Skip to main content

Module table_provider

Module table_provider 

Source
Expand description

SamkhyaTableProvider — the primary integration point for injecting samkhya-corrected column statistics into DataFusion’s query planning.

§Wrapping point: TableProvider::statistics()

DataFusion attaches statistics to table providers, not to logical-plan nodes. The TableProvider trait exposes a statistics() hook (returning Option<Statistics>) that the planner consults when reasoning about cardinality, join order, and filter selectivity. Rewriting a LogicalPlan to “inject” stats is the wrong layer — that is observe-only plumbing. The right layer is a TableProvider shim that delegates every method to an inner provider except statistics(), where it folds in samkhya’s feedback-driven corrections.

We considered three wrapping points and chose the first:

  1. TableProvider::statistics() (this module).
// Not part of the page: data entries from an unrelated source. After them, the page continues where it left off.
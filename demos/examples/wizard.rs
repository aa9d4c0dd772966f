// Copyright 2025 the Trellis Authors
// SPDX-License-Identifier: Apache-2.0 OR MIT

//! Wizard: singly steps, an overlay help panel, and bubbled navigation.
//!
//! Each step overrides `show` to print a header before the built-in show
//! runs. Steps ask to advance by triggering `wizard:next`, which the wizard
//! bubbles from every step and answers by showing the following one.
//!
//! Run:
//! - `cargo run -p trellis_demos --example wizard`

use serde_json::json;
use trellis_class::Options;
use trellis_component::event::{COMPONENT_HIDDEN, COMPONENT_SHOWN};
use trellis_component::{
    ComponentDescriptor, ComponentTree, EventPayload, HideOptions, METHOD_SHOW, ShowOptions,
    component_type,
};
use trellis_demos::{ConsoleView, init_logging};

const NEXT: &str = "wizard:next";
const STEPS: [&str; 3] = ["account", "profile", "confirm"];

fn main() {
    init_logging();
    let mut tree = ComponentTree::new();

    let step_type = ComponentDescriptor::new("WizardStep")
        .parent(&component_type())
        .option("title", "Untitled step")
        .method(METHOD_SHOW, |tree, id, sup, args| {
            let title = tree
                .options(id)
                .and_then(|o| o.str("title"))
                .unwrap_or_default()
                .to_owned();
            println!("-- {title} --");
            sup.call(tree, id, args)
        })
        .build();

    let wizard = tree.create_with(&component_type(), Options::new().with("singly", true));
    for (i, name) in STEPS.iter().enumerate() {
        let step = tree.create_with(
            &step_type,
            Options::new().with("title", format!("Step {}: {name}", i + 1)),
        );
        tree.set_view(step, ConsoleView::boxed(*name));
        if let Err(e) = tree.add_component(wizard, step, Some(name)) {
            eprintln!("{e}");
            return;
        }
        tree.bubble(wizard, name, NEXT);
    }
    let help = tree.create_with(&component_type(), Options::new().with("overlay", true));
    tree.set_view(help, ConsoleView::boxed("help"));
    if let Err(e) = tree.add_component(wizard, help, Some("help")) {
        eprintln!("{e}");
        return;
    }

    tree.listen(wizard, NEXT, |tree, e| {
        let Some(parent) = tree.parent_of(e.source) else {
            return;
        };
        let current = tree.name_of(e.source).unwrap_or_default();
        let next = STEPS
            .iter()
            .position(|s| *s == current)
            .and_then(|i| STEPS.get(i + 1));
        match next {
            Some(next) => {
                tree.show_component(parent, next, ShowOptions::default());
            }
            None => println!("wizard finished with {:?}", e.payload),
        }
    });
    for event in [COMPONENT_SHOWN, COMPONENT_HIDDEN] {
        for name in STEPS {
            tree.bubble(wizard, name, event);
        }
        tree.listen(wizard, event, |tree, e| {
            println!("   {} {}", e.name, tree.name_of(e.source).unwrap_or("?"));
        });
    }

    tree.show(wizard, ShowOptions::default());
    tree.show_component(wizard, "account", ShowOptions::default());
    tree.show_component(wizard, "help", ShowOptions::default());

    for step in STEPS {
        if let Some(id) = tree.get_component(wizard, step) {
            tree.trigger(id, NEXT, EventPayload::Custom(vec![json!({ "from": step })]));
        }
        let visible: Vec<_> = tree
            .children(wizard)
            .into_iter()
            .filter(|(_, c)| tree.is_visible(*c))
            .map(|(n, _)| n)
            .collect();
        println!("visible now: {visible:?}");
    }

    println!("== close the wizard ==");
    tree.hide(wizard, HideOptions::default());
    println!("help still visible: {}", tree.is_visible(help));
}
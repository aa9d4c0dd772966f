// Copyright 2025 the Trellis Authors
// SPDX-License-Identifier: Apache-2.0 OR MIT

//! The view collaborator.
//!
//! Components do not render anything themselves. A component may own one
//! [`View`]; the tree asks it to render on every `show`, and to show or hide
//! alongside the component. After each render the tree emits
//! [`RENDER_COMPLETE`](crate::event::RENDER_COMPLETE) on the component.

use trellis_class::Options;

use crate::types::{ComponentId, Model};

/// What a view may read while rendering.
#[derive(Clone, Copy, Debug)]
pub struct RenderContext<'a> {
    /// The owning component.
    pub component: ComponentId,
    /// The component's name, once it has one.
    pub name: Option<&'a str>,
    /// The component's merged options.
    pub options: &'a Options,
    /// Bound model, for model components.
    pub model: Option<&'a Model>,
    /// Bound items, for collection components.
    pub collection: Option<&'a [Model]>,
}

/// An opaque presentation object owned by a component.
pub trait View {
    /// Produce output for the current state.
    fn render(&mut self, cx: &RenderContext<'_>);

    /// Make the output visible.
    fn show(&mut self) {}

    /// Make the output invisible.
    fn hide(&mut self) {}

    /// Release the output; called once when the component is destroyed.
    fn remove(&mut self) {}
}
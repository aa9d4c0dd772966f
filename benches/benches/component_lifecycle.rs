// Copyright 2025 the Trellis Authors
// SPDX-License-Identifier: Apache-2.0 OR MIT

use criterion::{BatchSize, Criterion, Throughput, black_box, criterion_group, criterion_main};
use trellis_class::Options;
use trellis_component::event::COMPONENT_SHOWN;
use trellis_component::{ComponentId, ComponentTree, EventPayload, ShowOptions, component_type};

fn singly_tree(n: usize) -> (ComponentTree, ComponentId, Vec<ComponentId>) {
    let mut tree = ComponentTree::new();
    let ty = component_type();
    let root = tree.create_with(&ty, Options::new().with("singly", true));
    let kids = (0..n)
        .map(|i| {
            let c = tree.create_with(&ty, Options::new());
            tree.add_component(root, c, Some(&format!("tab{i}")))
                .expect("unique tab names");
            c
        })
        .collect();
    (tree, root, kids)
}

fn bench_singly(c: &mut Criterion) {
    let mut group = c.benchmark_group("singly");
    for n in [4_usize, 32, 256] {
        group.throughput(Throughput::Elements(n as u64));
        group.bench_function(format!("cycle_tabs_n{n}"), |b| {
            let (mut tree, _, kids) = singly_tree(n);
            b.iter(|| {
                for k in &kids {
                    tree.show(*k, ShowOptions::default());
                }
                black_box(tree.len())
            });
        });
    }
    group.finish();
}

fn bench_bubble(c: &mut Criterion) {
    let mut group = c.benchmark_group("bubble");
    for depth in [2_usize, 8, 32] {
        group.bench_function(format!("chain_depth{depth}"), |b| {
            let mut tree = ComponentTree::new();
            let ty = component_type();
            let mut parent = tree.create_with(&ty, Options::new());
            tree.listen(parent, "ping", |_, e| {
                black_box(e);
            });
            for _ in 0..depth {
                let child = tree.create_with(&ty, Options::new());
                tree.add_component(parent, child, Some("next"))
                    .expect("fresh child under a fresh parent");
                tree.bubble(parent, "next", "ping");
                parent = child;
            }
            let leaf = parent;
            b.iter(|| tree.trigger(leaf, "ping", EventPayload::Custom(Vec::new())));
        });
    }
    group.finish();
}

fn bench_build_and_destroy(c: &mut Criterion) {
    c.bench_function("build_destroy_n128", |b| {
        b.iter_batched(
            || singly_tree(128),
            |(mut tree, root, _)| {
                tree.listen(root, COMPONENT_SHOWN, |_, _| {});
                black_box(tree.destroy(root))
            },
            BatchSize::SmallInput,
        );
    });
}

criterion_group!(benches, bench_singly, bench_bubble, bench_build_and_destroy);
criterion_main!(benches);
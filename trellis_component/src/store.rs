// Copyright 2025 the Trellis Authors
// SPDX-License-Identifier: Apache-2.0 OR MIT

//! The persistence collaborator.
//!
//! ## Protocol
//!
//! Data-bound components never block. Each request hands the store a fresh
//! [`Ticket`]; the store answers later, from whatever event loop drives it, by
//! calling [`ComponentTree::resolve`](crate::ComponentTree::resolve) with that
//! ticket. A ticket resolves at most once, to a success or a failure.
//!
//! ## Superseded requests
//!
//! Each component remembers only its latest fetch. A reply to an older fetch
//! is dropped when it arrives, whatever the arrival order.

use serde_json::Value;
use trellis_class::Options;

use crate::types::{Model, Response, Ticket};

/// Backend the data-bound components fetch from and save to.
pub trait Store {
    /// Fetch one record of `resource` by id.
    fn fetch_model(&mut self, ticket: Ticket, resource: &str, id: &Value);

    /// Fetch the records of `resource` matching `query`.
    fn fetch_collection(&mut self, ticket: Ticket, resource: &str, query: &Options);

    /// Create or update `model` in `resource`.
    fn save_model(&mut self, ticket: Ticket, resource: &str, model: &Model);
}

/// A successful store reply.
#[derive(Clone, Debug, PartialEq)]
pub enum Reply {
    /// A single record, for fetches and saves.
    Model(Model),
    /// A record plus the store's response, for saves.
    Saved(Model, Response),
    /// A list of records, for collection fetches.
    Collection(Vec<Model>),
}

/// The outcome of one request.
pub type Outcome = Result<Reply, Response>;
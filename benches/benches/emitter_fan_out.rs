// Copyright 2025 the Trellis Authors
// SPDX-License-Identifier: Apache-2.0 OR MIT

use criterion::{BatchSize, Criterion, Throughput, black_box, criterion_group, criterion_main};
use trellis_events::emitter::{Emitter, listener};

fn counting_emitter(n: usize) -> Emitter<u64, u64> {
    let mut em = Emitter::new();
    for _ in 0..n {
        em.on("tick", listener(|acc: &mut u64, v: &u64| *acc += *v));
    }
    em
}

fn bench_trigger(c: &mut Criterion) {
    let mut group = c.benchmark_group("emitter");
    for n in [1_usize, 8, 64, 512] {
        group.throughput(Throughput::Elements(n as u64));
        group.bench_function(format!("trigger_n{n}"), |b| {
            let mut em = counting_emitter(n);
            let mut acc = 0_u64;
            b.iter(|| {
                em.trigger(&mut acc, black_box("tick"), &1);
                black_box(acc)
            });
        });
    }
    group.bench_function("once_rearm_n64", |b| {
        b.iter_batched(
            || {
                let mut em: Emitter<u64, u64> = Emitter::new();
                for _ in 0..64 {
                    em.once("tick", listener(|acc: &mut u64, v: &u64| *acc += *v));
                }
                em
            },
            |mut em| {
                let mut acc = 0_u64;
                em.trigger(&mut acc, "tick", &1);
                black_box(acc)
            },
            BatchSize::SmallInput,
        );
    });
    group.finish();
}

criterion_group!(benches, bench_trigger);
criterion_main!(benches);
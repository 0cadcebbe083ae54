use anyhow::Result;

fn main() -> Result<()> {
    let doc = marquee::api::openapi();
    let json = serde_json::to_string_pretty(&doc)?;
    println!("{json}");
    Ok(())
}
//! Error type shared by the JSON handlers.
//!
//! Credential failures and authorization failures both answer 401 but with
//! different messages; validation and lookup failures use an `error` key the
//! public site already reads.

use axum::{
    Json,
    extract::rejection::JsonRejection,
    http::StatusCode,
    response::{IntoResponse, Response},
};
use serde_json::json;
use thiserror::Error;
use tracing::error;

pub(crate) const INVALID_CREDENTIALS: &str = "Invalid credentials";
pub(crate) const UNAUTHORIZED: &str = "Unauthorized";
pub(crate) const INTERNAL_SERVER_ERROR: &str = "Internal server error";

#[derive(Debug, Error)]
pub enum ApiError {
    #[error("invalid credentials")]
    Authentication,
    #[error("unauthorized")]
    Authorization,
    #[error("{0}")]
    Validation(String),
    #[error("{0} not found")]
    NotFound(&'static str),
    #[error("store failure: {0:#}")]
    Store(#[from] anyhow::Error),
}

impl ApiError {
    pub fn validation(message: impl Into<String>) -> Self {
        Self::Validation(message.into())
    }

    #[must_use]
    pub fn status(&self) -> StatusCode {
        match self {
            Self::Authentication | Self::Authorization => StatusCode::UNAUTHORIZED,
            Self::Validation(_) => StatusCode::BAD_REQUEST,
            Self::NotFound(_) => StatusCode::NOT_FOUND,
            Self::Store(_) => StatusCode::INTERNAL_SERVER_ERROR,
        }
    }
}

impl IntoResponse for ApiError {
    fn into_response(self) -> Response {
        let status = self.status();
        let body = match &self {
            Self::Authentication => json!({ "message": INVALID_CREDENTIALS }),
            Self::Authorization => json!({ "message": UNAUTHORIZED }),
            Self::Validation(message) => json!({ "error": message }),
            Self::NotFound(_) => json!({ "error": self.to_string() }),
            Self::Store(err) => {
                error!("Request failed: {err:#}");
                json!({ "message": INTERNAL_SERVER_ERROR })
            }
        };
        (status, Json(body)).into_response()
    }
}

/// Unwrap a JSON body, turning any extractor rejection into a 400 carrying
/// `message`.
pub(crate) fn json_body<T>(
    payload: Result<Json<T>, JsonRejection>,
    message: &str,
) -> Result<T, ApiError> {
    payload
        .map(|Json(body)| body)
        .map_err(|rejection| {
            tracing::debug!("Rejected JSON body: {rejection}");
            ApiError::validation(message)
        })
}

#[cfg(test)]
mod tests {
    use super::*;
    use anyhow::{Result, anyhow};
    use axum::body::to_bytes;
    use serde_json::Value;

    async fn body_of(err: ApiError) -> Result<(StatusCode, Value)> {
        let response = err.into_response();
        let status = response.status();
        let bytes = to_bytes(response.into_body(), usize::MAX).await?;
        Ok((status, serde_json::from_slice(&bytes)?))
    }

    #[tokio::test]
    async fn credential_and_role_failures_share_status_not_message() -> Result<()> {
        let (status, body) = body_of(ApiError::Authentication).await?;
        assert_eq!(status, StatusCode::UNAUTHORIZED);
        assert_eq!(body["message"], INVALID_CREDENTIALS);

        let (status, body) = body_of(ApiError::Authorization).await?;
        assert_eq!(status, StatusCode::UNAUTHORIZED);
        assert_eq!(body["message"], UNAUTHORIZED);
        Ok(())
    }

    #[tokio::test]
    async fn not_found_names_the_record() -> Result<()> {
        let (status, body) = body_of(ApiError::NotFound("Event")).await?;
        assert_eq!(status, StatusCode::NOT_FOUND);
        assert_eq!(body["error"], "Event not found");
        Ok(())
    }

    #[tokio::test]
    async fn store_errors_do_not_leak_details() -> Result<()> {
        let (status, body) = body_of(ApiError::Store(anyhow!("relation missing"))).await?;
        assert_eq!(status, StatusCode::INTERNAL_SERVER_ERROR);
        assert_eq!(body, serde_json::json!({ "message": INTERNAL_SERVER_ERROR }));
        Ok(())
    }
}
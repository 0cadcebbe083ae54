//! Admin login.
//!
//! Unknown accounts, accounts without a password and wrong passwords all
//! answer with the same 401 body. A correct password on a non-admin account
//! gets a distinct "Unauthorized" so the console can tell the two apart.

use axum::{
    Json,
    extract::{Extension, rejection::JsonRejection},
    http::{StatusCode, header::SET_COOKIE},
    response::{IntoResponse, Response},
};
use chrono::Utc;
use std::sync::Arc;
use tracing::{debug, info};

use super::{
    codec::SessionUser,
    password::verify_password_blocking,
    session::issue_session_cookie,
    state::{AuthState, LOGIN_SESSION_TTL_SECONDS},
    types::{LoginRequest, MessageResponse},
};
use crate::{
    api::error::{ApiError, json_body},
    store::{Role, SharedStore},
};

const MISSING_FIELDS: &str = "Email and password are required";

#[utoipa::path(
    post,
    path = "/api/admin/login",
    request_body = LoginRequest,
    responses(
        (status = 200, description = "Signed in; session cookie set", body = MessageResponse),
        (status = 400, description = "Email or password missing"),
        (status = 401, description = "Invalid credentials or not an administrator"),
        (status = 500, description = "Store failure")
    ),
    tag = "auth"
)]
pub async fn login(
    store: Extension<SharedStore>,
    auth_state: Extension<Arc<AuthState>>,
    payload: Result<Json<LoginRequest>, JsonRejection>,
) -> Result<Response, ApiError> {
    let request = json_body(payload, MISSING_FIELDS)?;

    let email = request.email.as_deref().map(str::trim).unwrap_or_default();
    let password = request.password.unwrap_or_default();
    if email.is_empty() || password.is_empty() {
        return Err(ApiError::validation(MISSING_FIELDS));
    }

    let Some(user) = store.find_user(email).await? else {
        // Same Argon2 cost as a wrong password.
        let _ = verify_password_blocking(password, None).await;
        debug!("Login for unknown identifier");
        return Err(ApiError::Authentication);
    };

    if !verify_password_blocking(password, user.password_hash.clone()).await {
        debug!("Login with bad or missing password");
        return Err(ApiError::Authentication);
    }

    if user.role != Role::Admin {
        debug!("Login by non-admin account");
        return Err(ApiError::Authorization);
    }

    let cookie = issue_session_cookie(
        &auth_state,
        &SessionUser::from(&user),
        Utc::now(),
        LOGIN_SESSION_TTL_SECONDS,
    )?;

    info!(user_id = %user.id, "Admin signed in");

    Ok((
        StatusCode::OK,
        [(SET_COOKIE, cookie)],
        Json(MessageResponse::new("Login successful")),
    )
        .into_response())
}
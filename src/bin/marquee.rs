use anyhow::Result;
use marquee::cli::{self, telemetry};

#[tokio::main]
async fn main() -> Result<()> {
    let action = cli::start()?;

    let result = action.execute().await;

    telemetry::shutdown_tracer();

    result
}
Clean, stable surface in DataFusion 46. The planner calls it during analysis. Every adapter (Parquet, CSV, MemTable, Iceberg) flows through the same hook, so the shim is provider-agnostic.
  2. ExecutionPlan::statistics(). Lower in the stack — would require wrapping the scan-side ExecutionPlan returned from scan(). Useful when the inner provider’s logical stats are absent but its physical plan has them; not our situation today.
  3. OptimizerRule rewriting TableScan::source. The original scaffold direction. The rewrite must construct a new TableSource (the logical counterpart of TableProvider) — duplicate state, version-fragile, and never propagates into the physical layer where the planner actually consults stats. Kept around as observe-only telemetry (crate::SamkhyaOptimizerRule).

§LpBound posture

Every value translated into DataFusion’s Precision<T> is wrapped as Precision::Inexact. samkhya’s corrections are feedback-driven estimates clamped by the LpBound pessimistic ceiling; they are never exact catalog counts. Inexact is the precision DataFusion’s cost-based optimizer treats as “use this, but do not assume zero error”.

Structs§

SamkhyaTableProvider
A TableProvider wrapper that overrides statistics() with samkhya-corrected column statistics while delegating every other method to the inner provider.